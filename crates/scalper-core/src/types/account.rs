//! Account state for balance protection.

use rust_decimal::Decimal;
use serde::{Deserialize, Serialize};

/// Snapshot of the trading account as tracked by the risk gate.
///
/// Money fields use exact decimal arithmetic. The struct itself is a plain
/// value; single-writer discipline is enforced by the gate that owns it.
#[derive(Debug, Clone, PartialEq, Serialize, Deserialize)]
pub struct AccountState {
    /// Balance at session start
    pub initial_balance: Decimal,
    /// Current balance after realized P&L
    pub current_balance: Decimal,
    /// Realized P&L since the last daily reset
    pub daily_pnl: Decimal,
    /// False while balance protection is in force
    pub trading_enabled: bool,
    /// True once protection has fired for the current episode
    pub protection_triggered: bool,
}

impl AccountState {
    /// Create the session-start state.
    pub fn new(initial_balance: Decimal) -> Self {
        Self {
            initial_balance,
            current_balance: initial_balance,
            daily_pnl: Decimal::ZERO,
            trading_enabled: true,
            protection_triggered: false,
        }
    }

    /// Realized P&L since session start.
    pub fn total_pnl(&self) -> Decimal {
        self.current_balance - self.initial_balance
    }
}
//! Relationship Fixup and Identity Tests

use crate::common::*;
use std::sync::Arc;

fn passport_model() -> Arc<Model> {
    let mut b = ModelBuilder::new();
    b.entity("Person", |e| {
        e.property("Id", ValueKind::Int);
        e.key(&["Id"]);
    });
    b.entity("Passport", |e| {
        e.property("Number", ValueKind::String);
        e.property("PersonId", ValueKind::Int).nullable();
        e.key(&["Number"]);
    });
    b.relationship(
        Relationship::new("Passport", "Person")
            .foreign_key(&["PersonId"])
            .dependent_navigation("Person")
            .principal_navigation("Passport")
            .unique()
            .optional(),
    );
    Arc::new(b.build().unwrap())
}

fn owned_model() -> Arc<Model> {
    let mut b = ModelBuilder::new();
    b.entity("Order", |e| {
        e.property("Id", ValueKind::Int);
        e.key(&["Id"]);
    });
    b.entity("Address", |e| {
        e.property("OrderId", ValueKind::Int);
        e.property("Street", ValueKind::String).nullable();
        e.key(&["OrderId"]);
    });
    b.relationship(
        Relationship::new("Address", "Order")
            .foreign_key(&["OrderId"])
            .dependent_navigation("Order")
            .principal_navigation("ShippingAddress")
            .unique()
            .ownership(),
    );
    Arc::new(b.build().unwrap())
}

// ============================================================================
// Identity
// ============================================================================

#[test]
fn root_key_collision_is_rejected_without_side_effects() {
    let mut tracker = ChangeTracker::new(cat_model());
    let tom = cat(tracker.model(), 1, "Tom");
    let twin = cat(tracker.model(), 1, "Twin");
    tracker.track_graph(&tom, GraphMode::Attach).unwrap();

    let err = tracker.track_graph(&twin, GraphMode::Attach).unwrap_err();
    assert!(matches!(err, Error::IdentityConflict { .. }));
    assert_eq!(err.kind(), ErrorKind::GraphConsistency);
    assert_eq!(tracker.state_of(&twin), EntityState::Detached);
    assert_eq!(tracker.len(), 1);
}

#[test]
fn navigation_target_with_tracked_key_is_resolved() {
    let mut tracker = ChangeTracker::new(blog_model(false));
    let tracked = blog(tracker.model(), 1);
    tracker.track_graph(&tracked, GraphMode::Attach).unwrap();

    let copy = blog(tracker.model(), 1);
    let post = post(tracker.model(), 10, 1);
    post.set_reference("Blog", Some(&copy)).unwrap();
    tracker.track_graph(&post, GraphMode::Add).unwrap();

    assert!(post.reference("Blog").unwrap().unwrap().ptr_eq(&tracked));
    assert_eq!(tracker.state_of(&copy), EntityState::Detached);
    assert_eq!(tracked.collection("Posts").unwrap().len(), 1);
    assert_eq!(tracker.len(), 2);
}

#[test]
fn clear_resets_identity_not_data() {
    let mut tracker = ChangeTracker::new(cat_model());
    tracker.on_tracked(|_| {});
    let tom = cat(tracker.model(), 1, "Tom");
    tracker.track_graph(&tom, GraphMode::Attach).unwrap();
    tom.set("Name", "Felix").unwrap();

    tracker.clear();
    assert!(tracker.is_empty());
    assert_eq!(tracker.state_of(&tom), EntityState::Detached);
    assert_eq!(tom.get("Name").unwrap(), Value::from("Felix"));
    assert_eq!(tracker.handler_count(), 1);

    let again = cat(tracker.model(), 1, "Tom");
    tracker.track_graph(&again, GraphMode::Attach).unwrap();
    assert!(tracker
        .find_tracked("Cat", &KeyValue::single(1))
        .unwrap()
        .unwrap()
        .ptr_eq(&again));
}

// ============================================================================
// Navigations
// ============================================================================

#[test]
fn instance_reached_through_navigation_is_added() {
    let mut tracker = ChangeTracker::new(blog_model(false));
    let (_, post) = attached_blog_with_post(&mut tracker);
    let fresh = blog(tracker.model(), 5);

    tracker
        .entry(&post)
        .unwrap()
        .reference("Blog")
        .unwrap()
        .set_current_value(Some(&fresh))
        .unwrap();
    assert_eq!(tracker.state_of(&fresh), EntityState::Added);
    assert_eq!(post.get("BlogId").unwrap(), Value::Int(5));
    assert_eq!(tracker.state_of(&post), EntityState::Modified);
    assert!(fresh.collection("Posts").unwrap()[0].ptr_eq(&post));
}

#[test]
fn new_one_to_one_dependent_severs_the_previous_one() {
    let mut tracker = ChangeTracker::new(passport_model());
    let model = tracker.model().clone();
    let person = model.create("Person").unwrap();
    person.set("Id", 1).unwrap();
    let old = model.create("Passport").unwrap();
    old.set("Number", "A").unwrap();
    old.set("PersonId", 1).unwrap();
    tracker.track_graph(&person, GraphMode::Attach).unwrap();
    tracker.track_graph(&old, GraphMode::Attach).unwrap();
    assert!(person.reference("Passport").unwrap().unwrap().ptr_eq(&old));

    let new = model.create("Passport").unwrap();
    new.set("Number", "B").unwrap();
    tracker
        .entry(&person)
        .unwrap()
        .reference("Passport")
        .unwrap()
        .set_current_value(Some(&new))
        .unwrap();

    assert_eq!(new.get("PersonId").unwrap(), Value::Int(1));
    assert_eq!(tracker.state_of(&new), EntityState::Added);
    assert!(old.get("PersonId").unwrap().is_null());
    assert!(old.reference("Person").unwrap().is_none());
    assert_eq!(tracker.state_of(&old), EntityState::Modified);
}

#[test]
fn detaching_principal_leaves_dependents_alone() {
    let mut tracker = ChangeTracker::new(blog_model(true));
    let (blog, post) = attached_blog_with_post(&mut tracker);

    tracker.entry(&blog).unwrap().set_state(EntityState::Detached).unwrap();
    assert_eq!(tracker.state_of(&post), EntityState::Unchanged);
    assert_eq!(post.get("BlogId").unwrap(), Value::Int(1));
    assert!(post.reference("Blog").unwrap().unwrap().ptr_eq(&blog));
}

#[test]
fn principal_key_change_on_added_entry_propagates() {
    let mut tracker = ChangeTracker::new(blog_model(true));
    let blog = blog(tracker.model(), 1);
    let post = post(tracker.model(), 10, 0);
    blog.add_to("Posts", &post).unwrap();
    tracker.track_graph(&blog, GraphMode::Add).unwrap();
    assert_eq!(post.get("BlogId").unwrap(), Value::Int(1));

    tracker
        .entry(&blog)
        .unwrap()
        .property("Id")
        .unwrap()
        .set_current_value(7)
        .unwrap();
    assert_eq!(post.get("BlogId").unwrap(), Value::Int(7));
    assert!(tracker
        .find_tracked("Blog", &KeyValue::single(7))
        .unwrap()
        .is_some());
}

// ============================================================================
// Ownership
// ============================================================================

#[test]
fn owned_entity_without_owner_cannot_be_saved() {
    let mut tracker = ChangeTracker::new(owned_model());
    let address = tracker.model().create("Address").unwrap();
    address.set("OrderId", 3).unwrap();
    tracker.track_graph(&address, GraphMode::Add).unwrap();

    let err = tracker.check_owned().unwrap_err();
    assert!(matches!(err, Error::SaveOwnedWithoutOwner { .. }));

    let order = tracker.model().create("Order").unwrap();
    order.set("Id", 3).unwrap();
    tracker.track_graph(&order, GraphMode::Attach).unwrap();
    tracker.check_owned().unwrap();
    assert!(order
        .reference("ShippingAddress")
        .unwrap()
        .unwrap()
        .ptr_eq(&address));
}

/// `Person 1 - 1 Address` owned, with `HomeAddress` derived from `Address`
fn owned_hierarchy_model() -> Arc<Model> {
    let mut b = ModelBuilder::new();
    b.entity("Person", |e| {
        e.property("Id", ValueKind::Int);
        e.key(&["Id"]);
    });
    b.entity("Address", |e| {
        e.property("Id", ValueKind::Int);
        e.property("PersonId", ValueKind::Int);
        e.key(&["Id"]);
    });
    b.entity("HomeAddress", |e| {
        e.base("Address");
        e.property("Gate", ValueKind::String).nullable();
    });
    b.relationship(
        Relationship::new("Address", "Person")
            .foreign_key(&["PersonId"])
            .principal_navigation("Address")
            .unique()
            .ownership(),
    );
    Arc::new(b.build().unwrap())
}

#[test]
fn owned_navigation_cannot_resolve_to_other_derived_type() {
    let mut tracker = ChangeTracker::new(owned_hierarchy_model());
    let m = tracker.model().clone();

    let home = m.create("HomeAddress").unwrap();
    home.set("Id", 5).unwrap();
    home.set("PersonId", 2).unwrap();
    tracker.track_graph(&home, GraphMode::Attach).unwrap();

    let person = m.create("Person").unwrap();
    person.set("Id", 1).unwrap();
    tracker.track_graph(&person, GraphMode::Attach).unwrap();

    let address = m.create("Address").unwrap();
    address.set("Id", 5).unwrap();
    address.set("PersonId", 1).unwrap();
    person.set_reference("Address", Some(&address)).unwrap();

    let err = tracker.track_graph(&person, GraphMode::Attach).unwrap_err();
    assert!(matches!(
        err,
        Error::TrackingTypeMismatch { ref runtime_type, ref entity_type }
            if runtime_type == "Address" && entity_type == "HomeAddress"
    ));
    assert_eq!(err.kind(), ErrorKind::GraphConsistency);

    assert!(person.reference("Address").unwrap().unwrap().ptr_eq(&address));
    assert_eq!(tracker.len(), 2);
    assert_eq!(tracker.state_of(&address), EntityState::Detached);
    assert_eq!(tracker.state_of(&person), EntityState::Unchanged);
    assert_eq!(tracker.state_of(&home), EntityState::Unchanged);
    assert_eq!(home.get("PersonId").unwrap(), Value::Int(2));
}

**Task item**
The answer must hold only the lines from the first line of the data through the line bearing "pub fn total_pnl(&self)", returned exactly.

**Response to this task**
filename crates/scalper-core/src/types/account.rs
//! Account state for balance protection.

use rust_decimal::Decimal;
use serde::{Deserialize, Serialize};

/// Snapshot of the trading account as tracked by the risk gate.
///
/// Money fields use exact decimal arithmetic. The struct itself is a plain
/// value; single-writer discipline is enforced by the gate that owns it.
#[derive(Debug, Clone, PartialEq, Serialize, Deserialize)]
pub struct AccountState {
    /// Balance at session start
    pub initial_balance: Decimal,
    /// Current balance after realized P&L
    pub current_balance: Decimal,
    /// Realized P&L since the last daily reset
    pub daily_pnl: Decimal,
    /// False while balance protection is in force
    pub trading_enabled: bool,
    /// True once protection has fired for the current episode
    pub protection_triggered: bool,
}

impl AccountState {
    /// Create the session-start state.
    pub fn new(initial_balance: Decimal) -> Self {
        Self {
            initial_balance,
            current_balance: initial_balance,
            daily_pnl: Decimal::ZERO,
            trading_enabled: true,
            protection_triggered: false,
        }
    }

    /// Realized P&L since session start.
    pub fn total_pnl(&self) -> Decimal {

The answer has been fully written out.